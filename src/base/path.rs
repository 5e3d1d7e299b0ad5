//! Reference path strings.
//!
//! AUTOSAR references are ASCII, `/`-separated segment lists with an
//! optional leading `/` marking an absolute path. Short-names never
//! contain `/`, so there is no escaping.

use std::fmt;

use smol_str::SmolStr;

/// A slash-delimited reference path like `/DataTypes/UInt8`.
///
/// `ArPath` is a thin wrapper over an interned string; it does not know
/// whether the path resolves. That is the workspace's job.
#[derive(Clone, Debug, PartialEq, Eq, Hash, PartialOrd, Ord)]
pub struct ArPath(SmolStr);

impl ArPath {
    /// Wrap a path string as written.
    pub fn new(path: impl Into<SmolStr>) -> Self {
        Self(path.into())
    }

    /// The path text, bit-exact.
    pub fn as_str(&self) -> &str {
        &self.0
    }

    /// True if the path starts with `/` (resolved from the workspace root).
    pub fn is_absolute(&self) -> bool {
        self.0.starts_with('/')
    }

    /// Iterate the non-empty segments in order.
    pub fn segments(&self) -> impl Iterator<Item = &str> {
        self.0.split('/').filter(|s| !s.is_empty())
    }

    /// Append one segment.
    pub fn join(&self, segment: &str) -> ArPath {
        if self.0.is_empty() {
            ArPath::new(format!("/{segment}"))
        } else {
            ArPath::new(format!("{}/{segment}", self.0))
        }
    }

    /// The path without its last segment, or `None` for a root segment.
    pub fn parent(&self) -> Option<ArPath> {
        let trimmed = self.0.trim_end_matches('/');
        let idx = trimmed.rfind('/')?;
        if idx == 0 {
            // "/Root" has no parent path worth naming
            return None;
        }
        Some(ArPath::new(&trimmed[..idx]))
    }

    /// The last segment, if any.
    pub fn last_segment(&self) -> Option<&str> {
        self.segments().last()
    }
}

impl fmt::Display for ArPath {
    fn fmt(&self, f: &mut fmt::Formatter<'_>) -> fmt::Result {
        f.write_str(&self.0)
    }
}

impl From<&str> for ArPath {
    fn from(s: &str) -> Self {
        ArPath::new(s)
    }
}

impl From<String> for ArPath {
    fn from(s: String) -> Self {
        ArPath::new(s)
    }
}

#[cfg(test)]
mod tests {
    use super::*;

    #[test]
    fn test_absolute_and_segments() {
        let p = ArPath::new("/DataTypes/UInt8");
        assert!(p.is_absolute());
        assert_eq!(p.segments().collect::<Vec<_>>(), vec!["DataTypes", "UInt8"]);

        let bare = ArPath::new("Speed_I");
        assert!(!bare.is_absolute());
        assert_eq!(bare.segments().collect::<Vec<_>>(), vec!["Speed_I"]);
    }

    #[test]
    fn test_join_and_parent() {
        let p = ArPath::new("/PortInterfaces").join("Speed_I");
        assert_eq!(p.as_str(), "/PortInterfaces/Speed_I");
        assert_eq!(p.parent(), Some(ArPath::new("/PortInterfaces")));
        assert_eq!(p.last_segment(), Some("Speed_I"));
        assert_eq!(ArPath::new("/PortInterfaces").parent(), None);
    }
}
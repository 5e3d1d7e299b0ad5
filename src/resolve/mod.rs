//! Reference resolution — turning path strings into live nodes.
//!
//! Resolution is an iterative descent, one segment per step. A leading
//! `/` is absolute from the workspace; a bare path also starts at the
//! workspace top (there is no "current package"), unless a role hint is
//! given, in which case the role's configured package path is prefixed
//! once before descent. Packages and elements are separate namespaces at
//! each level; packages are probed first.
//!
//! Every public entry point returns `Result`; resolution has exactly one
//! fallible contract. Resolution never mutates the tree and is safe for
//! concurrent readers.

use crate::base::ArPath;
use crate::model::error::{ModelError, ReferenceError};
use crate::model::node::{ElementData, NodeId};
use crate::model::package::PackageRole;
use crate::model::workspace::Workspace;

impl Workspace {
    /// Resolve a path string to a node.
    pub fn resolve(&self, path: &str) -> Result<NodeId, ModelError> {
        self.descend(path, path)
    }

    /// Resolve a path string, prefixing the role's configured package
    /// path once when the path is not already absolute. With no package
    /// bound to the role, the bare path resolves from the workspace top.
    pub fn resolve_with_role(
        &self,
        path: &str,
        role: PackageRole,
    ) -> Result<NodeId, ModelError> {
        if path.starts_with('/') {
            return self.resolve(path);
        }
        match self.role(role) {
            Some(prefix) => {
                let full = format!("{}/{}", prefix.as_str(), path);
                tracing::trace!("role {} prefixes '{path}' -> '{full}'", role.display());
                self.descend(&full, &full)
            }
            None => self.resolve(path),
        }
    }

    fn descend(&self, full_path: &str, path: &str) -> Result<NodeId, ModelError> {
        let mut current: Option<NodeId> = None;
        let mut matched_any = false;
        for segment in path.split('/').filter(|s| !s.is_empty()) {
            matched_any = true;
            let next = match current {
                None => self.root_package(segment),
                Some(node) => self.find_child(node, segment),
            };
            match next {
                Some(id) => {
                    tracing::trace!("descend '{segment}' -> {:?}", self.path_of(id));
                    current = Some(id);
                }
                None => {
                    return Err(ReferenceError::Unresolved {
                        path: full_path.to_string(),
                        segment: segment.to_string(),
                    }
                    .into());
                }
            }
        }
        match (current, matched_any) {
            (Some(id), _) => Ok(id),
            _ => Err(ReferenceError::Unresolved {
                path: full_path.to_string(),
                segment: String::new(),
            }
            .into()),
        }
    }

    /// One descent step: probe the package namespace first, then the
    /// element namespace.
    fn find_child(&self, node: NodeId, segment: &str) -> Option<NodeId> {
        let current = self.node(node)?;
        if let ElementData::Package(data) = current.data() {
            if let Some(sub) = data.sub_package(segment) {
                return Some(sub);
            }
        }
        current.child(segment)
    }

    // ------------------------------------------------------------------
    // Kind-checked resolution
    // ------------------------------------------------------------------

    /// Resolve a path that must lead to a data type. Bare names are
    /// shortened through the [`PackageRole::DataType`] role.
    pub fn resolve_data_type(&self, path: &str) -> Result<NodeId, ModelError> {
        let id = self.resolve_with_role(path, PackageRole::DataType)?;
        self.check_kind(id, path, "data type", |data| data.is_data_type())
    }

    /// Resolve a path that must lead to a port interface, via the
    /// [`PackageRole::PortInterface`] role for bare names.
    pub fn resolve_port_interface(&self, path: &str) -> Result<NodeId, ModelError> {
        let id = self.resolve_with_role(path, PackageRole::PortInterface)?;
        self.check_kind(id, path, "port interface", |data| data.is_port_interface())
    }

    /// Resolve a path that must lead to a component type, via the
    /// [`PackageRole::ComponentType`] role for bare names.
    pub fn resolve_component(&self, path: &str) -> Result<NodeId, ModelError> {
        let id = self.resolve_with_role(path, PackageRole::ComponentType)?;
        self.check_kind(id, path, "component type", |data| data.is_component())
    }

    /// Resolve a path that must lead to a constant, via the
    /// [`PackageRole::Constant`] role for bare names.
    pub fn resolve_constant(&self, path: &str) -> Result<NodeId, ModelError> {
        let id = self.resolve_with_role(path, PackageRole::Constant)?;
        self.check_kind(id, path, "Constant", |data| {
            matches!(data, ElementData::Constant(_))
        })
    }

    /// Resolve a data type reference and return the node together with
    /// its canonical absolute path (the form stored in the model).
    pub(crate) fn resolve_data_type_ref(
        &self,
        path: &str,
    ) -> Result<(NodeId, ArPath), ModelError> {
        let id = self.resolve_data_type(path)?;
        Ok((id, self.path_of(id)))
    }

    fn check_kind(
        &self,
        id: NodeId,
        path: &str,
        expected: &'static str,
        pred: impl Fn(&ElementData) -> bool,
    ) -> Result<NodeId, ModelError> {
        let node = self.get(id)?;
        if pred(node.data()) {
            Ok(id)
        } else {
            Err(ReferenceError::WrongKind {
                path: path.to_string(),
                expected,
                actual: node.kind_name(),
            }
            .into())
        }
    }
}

____

### Assigned task
Copy out each line of the data in which the word "trimmed" appears.

### Result of this exercise
        let trimmed = self.0.trim_end_matches('/');
        let idx = trimmed.rfind('/')?;
        Some(ArPath::new(&trimmed[..idx]))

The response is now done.